- Opening Delimiter -
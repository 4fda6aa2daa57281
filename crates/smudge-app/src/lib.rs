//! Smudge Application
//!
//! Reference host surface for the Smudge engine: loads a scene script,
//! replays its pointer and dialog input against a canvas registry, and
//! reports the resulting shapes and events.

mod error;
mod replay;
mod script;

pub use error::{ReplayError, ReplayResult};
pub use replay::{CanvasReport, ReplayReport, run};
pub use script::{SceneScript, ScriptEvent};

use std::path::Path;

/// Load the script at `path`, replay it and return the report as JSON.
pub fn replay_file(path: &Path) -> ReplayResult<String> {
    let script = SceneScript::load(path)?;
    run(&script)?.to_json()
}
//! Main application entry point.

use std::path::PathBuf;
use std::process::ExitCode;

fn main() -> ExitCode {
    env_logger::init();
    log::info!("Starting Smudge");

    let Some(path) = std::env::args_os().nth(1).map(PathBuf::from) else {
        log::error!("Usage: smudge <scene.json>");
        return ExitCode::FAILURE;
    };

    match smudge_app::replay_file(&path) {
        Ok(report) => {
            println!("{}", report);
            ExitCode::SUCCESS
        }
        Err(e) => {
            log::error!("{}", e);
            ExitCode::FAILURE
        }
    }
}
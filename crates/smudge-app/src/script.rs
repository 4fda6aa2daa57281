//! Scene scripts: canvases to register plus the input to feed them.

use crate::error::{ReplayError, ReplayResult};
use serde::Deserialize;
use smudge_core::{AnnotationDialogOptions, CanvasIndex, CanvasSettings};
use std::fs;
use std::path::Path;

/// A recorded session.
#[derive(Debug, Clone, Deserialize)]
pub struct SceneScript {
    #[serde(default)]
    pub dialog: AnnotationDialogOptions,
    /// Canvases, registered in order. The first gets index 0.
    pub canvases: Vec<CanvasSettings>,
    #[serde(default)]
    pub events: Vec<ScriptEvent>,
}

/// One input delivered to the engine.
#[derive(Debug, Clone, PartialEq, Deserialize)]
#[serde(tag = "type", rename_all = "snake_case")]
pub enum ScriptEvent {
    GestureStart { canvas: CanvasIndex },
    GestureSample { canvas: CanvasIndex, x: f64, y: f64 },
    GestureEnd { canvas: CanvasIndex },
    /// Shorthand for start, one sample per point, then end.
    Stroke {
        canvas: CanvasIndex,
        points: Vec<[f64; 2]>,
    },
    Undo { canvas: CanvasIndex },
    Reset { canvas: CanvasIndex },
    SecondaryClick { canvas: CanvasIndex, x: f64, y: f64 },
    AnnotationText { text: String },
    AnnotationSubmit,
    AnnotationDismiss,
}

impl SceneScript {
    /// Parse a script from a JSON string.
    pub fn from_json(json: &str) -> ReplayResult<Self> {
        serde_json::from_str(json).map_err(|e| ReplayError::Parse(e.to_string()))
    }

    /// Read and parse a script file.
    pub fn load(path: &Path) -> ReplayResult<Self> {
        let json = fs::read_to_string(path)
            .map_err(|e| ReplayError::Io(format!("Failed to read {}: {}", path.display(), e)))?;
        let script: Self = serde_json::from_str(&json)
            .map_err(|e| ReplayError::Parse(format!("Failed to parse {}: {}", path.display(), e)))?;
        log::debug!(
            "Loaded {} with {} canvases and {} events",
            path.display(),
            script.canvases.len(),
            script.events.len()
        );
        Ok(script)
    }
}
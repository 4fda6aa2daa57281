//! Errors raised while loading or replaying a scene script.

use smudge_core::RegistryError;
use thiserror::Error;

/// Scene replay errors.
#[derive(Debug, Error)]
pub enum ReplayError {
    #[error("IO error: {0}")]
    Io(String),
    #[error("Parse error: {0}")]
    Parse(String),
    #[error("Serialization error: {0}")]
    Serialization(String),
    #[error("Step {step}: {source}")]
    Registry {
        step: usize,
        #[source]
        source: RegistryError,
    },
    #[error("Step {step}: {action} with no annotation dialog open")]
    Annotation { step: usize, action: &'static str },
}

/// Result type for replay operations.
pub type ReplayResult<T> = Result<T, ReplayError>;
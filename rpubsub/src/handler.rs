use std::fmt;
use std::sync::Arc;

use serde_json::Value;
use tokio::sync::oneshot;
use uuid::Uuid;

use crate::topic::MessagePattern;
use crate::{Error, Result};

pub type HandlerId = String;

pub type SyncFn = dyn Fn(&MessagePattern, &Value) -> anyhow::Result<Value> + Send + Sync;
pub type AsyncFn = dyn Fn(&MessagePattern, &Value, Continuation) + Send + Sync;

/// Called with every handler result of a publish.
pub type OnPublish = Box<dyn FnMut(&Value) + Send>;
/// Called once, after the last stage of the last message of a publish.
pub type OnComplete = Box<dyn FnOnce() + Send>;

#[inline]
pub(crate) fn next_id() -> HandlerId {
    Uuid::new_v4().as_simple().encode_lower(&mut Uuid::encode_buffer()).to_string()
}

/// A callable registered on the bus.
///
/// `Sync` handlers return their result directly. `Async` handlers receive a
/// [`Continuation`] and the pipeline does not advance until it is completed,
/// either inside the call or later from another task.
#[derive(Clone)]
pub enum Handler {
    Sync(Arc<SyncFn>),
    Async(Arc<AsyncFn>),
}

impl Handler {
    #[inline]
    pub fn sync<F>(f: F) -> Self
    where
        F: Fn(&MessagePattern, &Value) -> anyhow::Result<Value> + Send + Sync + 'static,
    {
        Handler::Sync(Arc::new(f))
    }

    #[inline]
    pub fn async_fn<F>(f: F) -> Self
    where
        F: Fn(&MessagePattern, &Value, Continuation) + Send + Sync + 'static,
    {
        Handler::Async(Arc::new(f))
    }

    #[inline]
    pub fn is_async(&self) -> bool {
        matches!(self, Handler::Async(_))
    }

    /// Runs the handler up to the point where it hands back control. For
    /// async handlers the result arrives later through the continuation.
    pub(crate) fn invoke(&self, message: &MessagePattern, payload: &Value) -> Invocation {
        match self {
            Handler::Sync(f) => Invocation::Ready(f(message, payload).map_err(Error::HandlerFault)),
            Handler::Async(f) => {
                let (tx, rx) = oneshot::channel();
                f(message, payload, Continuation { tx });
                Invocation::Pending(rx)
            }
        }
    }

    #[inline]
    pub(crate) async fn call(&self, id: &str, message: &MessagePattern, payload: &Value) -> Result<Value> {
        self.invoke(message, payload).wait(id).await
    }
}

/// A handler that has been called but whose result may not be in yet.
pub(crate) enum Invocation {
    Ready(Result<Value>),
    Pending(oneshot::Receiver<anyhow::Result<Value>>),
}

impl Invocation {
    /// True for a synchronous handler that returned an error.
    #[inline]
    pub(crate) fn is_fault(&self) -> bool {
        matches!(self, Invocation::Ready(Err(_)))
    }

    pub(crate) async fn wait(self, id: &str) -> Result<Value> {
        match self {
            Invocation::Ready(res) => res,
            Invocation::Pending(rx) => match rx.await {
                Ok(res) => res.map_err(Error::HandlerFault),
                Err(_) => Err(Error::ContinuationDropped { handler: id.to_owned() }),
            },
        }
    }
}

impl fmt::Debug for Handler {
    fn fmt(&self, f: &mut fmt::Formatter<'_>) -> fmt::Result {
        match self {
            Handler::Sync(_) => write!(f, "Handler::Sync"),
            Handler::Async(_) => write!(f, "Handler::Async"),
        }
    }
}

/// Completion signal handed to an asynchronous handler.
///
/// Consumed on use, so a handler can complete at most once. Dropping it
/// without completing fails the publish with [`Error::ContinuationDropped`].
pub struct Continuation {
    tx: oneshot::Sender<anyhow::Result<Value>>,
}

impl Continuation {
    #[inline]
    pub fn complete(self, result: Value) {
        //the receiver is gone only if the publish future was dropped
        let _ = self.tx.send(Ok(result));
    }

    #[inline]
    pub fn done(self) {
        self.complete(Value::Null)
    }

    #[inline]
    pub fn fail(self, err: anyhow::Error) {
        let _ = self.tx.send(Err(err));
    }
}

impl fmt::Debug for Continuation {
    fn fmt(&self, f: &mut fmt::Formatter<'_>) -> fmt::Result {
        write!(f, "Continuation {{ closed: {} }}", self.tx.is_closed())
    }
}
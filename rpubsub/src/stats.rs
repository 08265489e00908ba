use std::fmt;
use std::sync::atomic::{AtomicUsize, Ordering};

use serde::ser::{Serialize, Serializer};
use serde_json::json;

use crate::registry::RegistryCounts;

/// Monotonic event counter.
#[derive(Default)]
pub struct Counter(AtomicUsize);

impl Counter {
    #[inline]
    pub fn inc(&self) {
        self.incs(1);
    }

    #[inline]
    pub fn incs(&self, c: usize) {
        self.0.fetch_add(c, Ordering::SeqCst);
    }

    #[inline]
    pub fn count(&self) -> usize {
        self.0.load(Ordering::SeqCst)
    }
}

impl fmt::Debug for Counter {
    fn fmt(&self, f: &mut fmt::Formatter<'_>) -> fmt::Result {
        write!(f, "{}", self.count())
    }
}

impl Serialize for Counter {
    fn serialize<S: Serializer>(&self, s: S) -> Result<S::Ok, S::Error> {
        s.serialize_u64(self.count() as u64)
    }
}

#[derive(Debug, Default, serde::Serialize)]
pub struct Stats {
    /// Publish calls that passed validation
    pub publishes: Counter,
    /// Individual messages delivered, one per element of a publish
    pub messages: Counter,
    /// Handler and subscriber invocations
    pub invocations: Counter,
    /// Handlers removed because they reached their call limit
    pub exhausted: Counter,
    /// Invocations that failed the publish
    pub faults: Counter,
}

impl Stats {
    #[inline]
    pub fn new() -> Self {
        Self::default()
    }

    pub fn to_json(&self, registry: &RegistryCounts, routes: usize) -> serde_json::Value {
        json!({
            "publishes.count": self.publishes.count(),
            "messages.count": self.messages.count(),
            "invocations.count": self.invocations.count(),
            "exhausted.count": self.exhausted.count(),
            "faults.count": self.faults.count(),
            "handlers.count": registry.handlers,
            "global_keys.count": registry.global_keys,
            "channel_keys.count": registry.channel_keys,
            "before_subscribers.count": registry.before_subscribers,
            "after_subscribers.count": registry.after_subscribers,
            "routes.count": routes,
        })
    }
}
- Closing Delimiter -
● Instructions for the task:
For an answer, give a copy of every line in the listing that holds the word "anyhow".

● Answer below:
pub type SyncFn = dyn Fn(&MessagePattern, &Value) -> anyhow::Result<Value> + Send + Sync;
        F: Fn(&MessagePattern, &Value) -> anyhow::Result<Value> + Send + Sync + 'static,
    Pending(oneshot::Receiver<anyhow::Result<Value>>),
    tx: oneshot::Sender<anyhow::Result<Value>>,
    pub fn fail(self, err: anyhow::Error) {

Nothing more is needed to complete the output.